──────── Material for the task ────────

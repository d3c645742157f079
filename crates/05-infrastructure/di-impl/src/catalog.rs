//! 内存类型目录

use di_abstractions::{ComponentDeclaration, TypeCatalog};
use infrastructure_common::{CatalogError, CatalogResult, ComponentId};
use std::collections::BTreeMap;
use tracing::debug;

/// 基于内存的类型目录实现
#[derive(Debug, Clone, Default)]
pub struct InMemoryTypeCatalog {
    declarations: BTreeMap<ComponentId, ComponentDeclaration>,
}

impl InMemoryTypeCatalog {
    /// 创建空目录
    pub fn new() -> Self {
        Self::default()
    }

    /// 从声明列表创建目录
    pub fn from_declarations<I>(declarations: I) -> CatalogResult<Self>
    where
        I: IntoIterator<Item = ComponentDeclaration>,
    {
        let mut catalog = Self::new();
        for declaration in declarations {
            catalog.add(declaration)?;
        }
        Ok(catalog)
    }

    /// 添加组件声明
    pub fn add(&mut self, declaration: ComponentDeclaration) -> CatalogResult<()> {
        if self.declarations.contains_key(&declaration.id) {
            return Err(CatalogError::DuplicateComponent {
                component: declaration.id.to_string(),
            });
        }
        debug!("目录添加组件: {}", declaration.id);
        self.declarations.insert(declaration.id.clone(), declaration);
        Ok(())
    }

    /// 添加组件声明（构建器形式）
    pub fn with(mut self, declaration: ComponentDeclaration) -> CatalogResult<Self> {
        self.add(declaration)?;
        Ok(self)
    }

    /// 移除组件声明
    pub fn remove(&mut self, id: &ComponentId) -> CatalogResult<ComponentDeclaration> {
        self.declarations
            .remove(id)
            .ok_or_else(|| CatalogError::UnknownComponent {
                component: id.to_string(),
            })
    }

    /// 所有声明
    pub fn declarations(&self) -> impl Iterator<Item = &ComponentDeclaration> {
        self.declarations.values()
    }
}

impl TypeCatalog for InMemoryTypeCatalog {
    fn component_ids(&self) -> Vec<ComponentId> {
        self.declarations.keys().cloned().collect()
    }

    fn declaration(&self, id: &ComponentId) -> Option<&ComponentDeclaration> {
        self.declarations.get(id)
    }

    fn len(&self) -> usize {
        self.declarations.len()
    }
}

────────

How to complete this task: If a line in the records contains the string "ComponentDeclaration", copy it out.

Answer to this task:
use di_abstractions::{ComponentDeclaration, TypeCatalog};
    declarations: BTreeMap<ComponentId, ComponentDeclaration>,
        I: IntoIterator<Item = ComponentDeclaration>,
    pub fn add(&mut self, declaration: ComponentDeclaration) -> CatalogResult<()> {
    pub fn with(mut self, declaration: ComponentDeclaration) -> CatalogResult<Self> {
    pub fn remove(&mut self, id: &ComponentId) -> CatalogResult<ComponentDeclaration> {
    pub fn declarations(&self) -> impl Iterator<Item = &ComponentDeclaration> {
    fn declaration(&self, id: &ComponentId) -> Option<&ComponentDeclaration> {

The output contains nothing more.